### EXERCISE DESCRIPTION
Filter the entries down to the lines containing "BrokerSection", and copy those lines.

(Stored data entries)
==================================================
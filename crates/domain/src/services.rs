//! # 看板服务
//!
//! 按请求编排上游读取和聚合。每个请求并发获取所需的全部数据，
//! 在所有读取完成后才进入纯计算的聚合步骤；请求之间不共享可变状态。

use std::sync::Arc;

use chrono::{DateTime, Duration, Utc};
use dashboard_core::{
    models::{BrokerOverview, CursorBasis, ExecutionCursor, QueueSnapshot},
    traits::{BrokerClient, ExecutionRepository, LogRepository, SchedulerClient},
    Clock, DashboardError, DashboardResult,
};
use tracing::{debug, info, instrument};
use uuid::Uuid;

use crate::{
    catalog::{join_catalog, CatalogFilter},
    formatters::format_duration,
    history::{ExecutionHistoryPaginator, ExecutionView},
    queue_metrics::MetricRateAggregator,
    time_series::TimeSeriesSynchronizer,
    views::{
        BrokerSection, CatalogRow, CatalogView, DispatchAccepted, ExecutionDetailView, HistorySection,
        OverviewView, QueueSection, SectionState, TaskDetailView,
    },
};

/// 首页活动统计的时间窗口
pub const ACTIVITY_WINDOW_HOURS: i64 = 24;

const DEFAULT_VHOST: &str = "/";

#[derive(Clone)]
pub struct DashboardService {
    broker: Arc<dyn BrokerClient>,
    scheduler: Arc<dyn SchedulerClient>,
    executions: Arc<dyn ExecutionRepository>,
    logs: Arc<dyn LogRepository>,
    clock: Arc<dyn Clock>,
    synchronizer: TimeSeriesSynchronizer,
    paginator: ExecutionHistoryPaginator,
    default_vhost: String,
}

impl DashboardService {
    pub fn new(
        broker: Arc<dyn BrokerClient>,
        scheduler: Arc<dyn SchedulerClient>,
        executions: Arc<dyn ExecutionRepository>,
        logs: Arc<dyn LogRepository>,
        clock: Arc<dyn Clock>,
    ) -> Self {
        let paginator = ExecutionHistoryPaginator::new(executions.clone(), CursorBasis::default());
        Self {
            broker,
            scheduler,
            executions,
            logs,
            clock,
            synchronizer: TimeSeriesSynchronizer::default(),
            paginator,
            default_vhost: DEFAULT_VHOST.to_string(),
        }
    }

    pub fn with_cursor_basis(mut self, basis: CursorBasis) -> Self {
        self.paginator = ExecutionHistoryPaginator::new(self.executions.clone(), basis);
        self
    }

    pub fn with_default_vhost<S: Into<String>>(mut self, vhost: S) -> Self {
        self.default_vhost = vhost.into();
        self
    }

    pub fn with_sample_interval_ms(mut self, interval_ms: i64) -> Self {
        self.synchronizer = TimeSeriesSynchronizer::new(interval_ms);
        self
    }

    /// 首页概览：Broker 全局统计与最近24小时的执行活动
    #[instrument(skip(self))]
    pub async fn overview(&self) -> DashboardResult<OverviewView> {
        let now = self.clock.now();
        let since = now - Duration::hours(ACTIVITY_WINDOW_HOURS);

        let (overview, activity) = tokio::join!(
            self.broker.overview(),
            self.executions.activity_since(since)
        );

        let broker = SectionState::from_result(
            "broker",
            overview.and_then(|overview| self.broker_section(&overview, now)),
        )?;
        let activity = SectionState::from_result("activity", activity)?;

        Ok(OverviewView { broker, activity })
    }

    /// 任务目录：任务定义左连接队列快照，筛选后按名称排序
    #[instrument(skip(self))]
    pub async fn task_catalog(&self, filter: &CatalogFilter) -> DashboardResult<CatalogView> {
        let (tasks, queues) = tokio::join!(self.scheduler.list_tasks(), self.broker.list_queues());
        let tasks = tasks?;
        let queues = SectionState::from_result("queues", queues)?;

        let snapshots: &[QueueSnapshot] = queues.data().map(Vec::as_slice).unwrap_or(&[]);
        let rows: Vec<CatalogRow> = join_catalog(&tasks, snapshots, filter)
            .iter()
            .map(CatalogRow::from)
            .collect();
        debug!(tasks = tasks.len(), rows = rows.len(), "任务目录连接完成");

        let queues = match queues {
            SectionState::Available { data } => SectionState::Available { data: data.len() },
            SectionState::Unavailable { reason } => SectionState::Unavailable { reason },
        };

        Ok(CatalogView { rows, queues })
    }

    /// 任务详情
    ///
    /// `vhost` 为空时使用默认 vhost；任务不存在时返回 `NotFound`。
    #[instrument(skip(self))]
    pub async fn task_detail(
        &self,
        name: &str,
        vhost: Option<&str>,
        after: Option<ExecutionCursor>,
    ) -> DashboardResult<TaskDetailView> {
        let vhost = vhost
            .filter(|vhost| !vhost.is_empty())
            .unwrap_or(self.default_vhost.as_str())
            .to_string();
        let now = self.clock.now();

        let (task, queue, history) = tokio::join!(
            self.scheduler.get_task(name),
            self.broker.get_queue(&vhost, name),
            self.paginator.page(name, after)
        );

        let task = task?.ok_or_else(|| DashboardError::task_not_found(name))?;
        let queue = SectionState::from_result(
            "queue",
            queue.and_then(|snapshot| self.queue_section(snapshot, now)),
        )?;
        let history = SectionState::from_result("history", history.map(HistorySection::from))?;

        Ok(TaskDetailView {
            task,
            vhost,
            queue,
            history,
        })
    }

    /// 单次执行的参数与日志
    #[instrument(skip(self))]
    pub async fn execution_detail(&self, task_id: Uuid) -> DashboardResult<ExecutionDetailView> {
        let (detail, logs) = tokio::join!(
            self.executions.find_by_id(task_id),
            self.logs.list_for_execution(task_id)
        );
        let detail = detail?.ok_or_else(|| DashboardError::execution_not_found(&task_id))?;
        let mut logs = logs?;
        logs.sort_by(|a, b| b.logged_at.cmp(&a.logged_at));

        Ok(ExecutionDetailView {
            task_id,
            task_name: detail.record.task_name.clone(),
            execution: ExecutionView::from(&detail.record),
            parameters: detail.parameters,
            logs,
        })
    }

    /// 以给定参数派发一次新执行，只等待调度器接受
    #[instrument(skip(self, parameters))]
    pub async fn dispatch(&self, name: &str, parameters: serde_json::Value) -> DashboardResult<DispatchAccepted> {
        if !parameters.is_object() {
            return Err(DashboardError::validation("任务参数必须是JSON对象"));
        }

        self.scheduler.dispatch(name, &parameters).await?;
        info!(task_name = name, "任务派发请求已被调度器接受");

        Ok(DispatchAccepted {
            task_name: name.to_string(),
            parameters,
        })
    }

    /// 以某次执行保存的参数重新派发
    #[instrument(skip(self))]
    pub async fn redispatch(&self, task_id: Uuid) -> DashboardResult<DispatchAccepted> {
        let detail = self
            .executions
            .find_by_id(task_id)
            .await?
            .ok_or_else(|| DashboardError::execution_not_found(&task_id))?;

        let parameters = match detail.parameters {
            serde_json::Value::Null => serde_json::Value::Object(Default::default()),
            other => other,
        };
        self.dispatch(&detail.record.task_name, parameters).await
    }

    fn broker_section(&self, overview: &BrokerOverview, now: DateTime<Utc>) -> DashboardResult<BrokerSection> {
        let data_rate = self.synchronizer.data_rate(overview, now).map_err(chart_error)?;
        let queued_messages = self.synchronizer.queued_messages(overview, now).map_err(chart_error)?;
        let message_rates = self
            .synchronizer
            .message_rates(&overview.message_stats, now)
            .map_err(chart_error)?;

        Ok(BrokerSection {
            queues: overview.object_totals.queues,
            consumers: overview.object_totals.consumers,
            connections: overview.object_totals.connections,
            uptime_seconds: overview.uptime,
            uptime_label: format_duration(overview.uptime as f64),
            data_rate,
            queued_messages,
            message_rates,
        })
    }

    fn queue_section(&self, snapshot: Option<QueueSnapshot>, now: DateTime<Utc>) -> DashboardResult<QueueSection> {
        let message_rates = match &snapshot {
            Some(queue) => self
                .synchronizer
                .message_rates(&queue.message_stats, now)
                .map_err(chart_error)?,
            None => Vec::new(),
        };

        Ok(QueueSection {
            metrics: MetricRateAggregator::aggregate(snapshot.as_ref()),
            snapshot,
            message_rates,
        })
    }
}

/// 图表输入来自 Broker，长度不一致说明上游响应本身有问题
fn chart_error(error: DashboardError) -> DashboardError {
    match error {
        DashboardError::Validation(message) => DashboardError::malformed("broker", message),
        other => other,
    }
}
==================================================
### WRITTEN ANSWER
        BrokerSection, CatalogRow, CatalogView, DispatchAccepted, ExecutionDetailView, HistorySection,
    fn broker_section(&self, overview: &BrokerOverview, now: DateTime<Utc>) -> DashboardResult<BrokerSection> {
        Ok(BrokerSection {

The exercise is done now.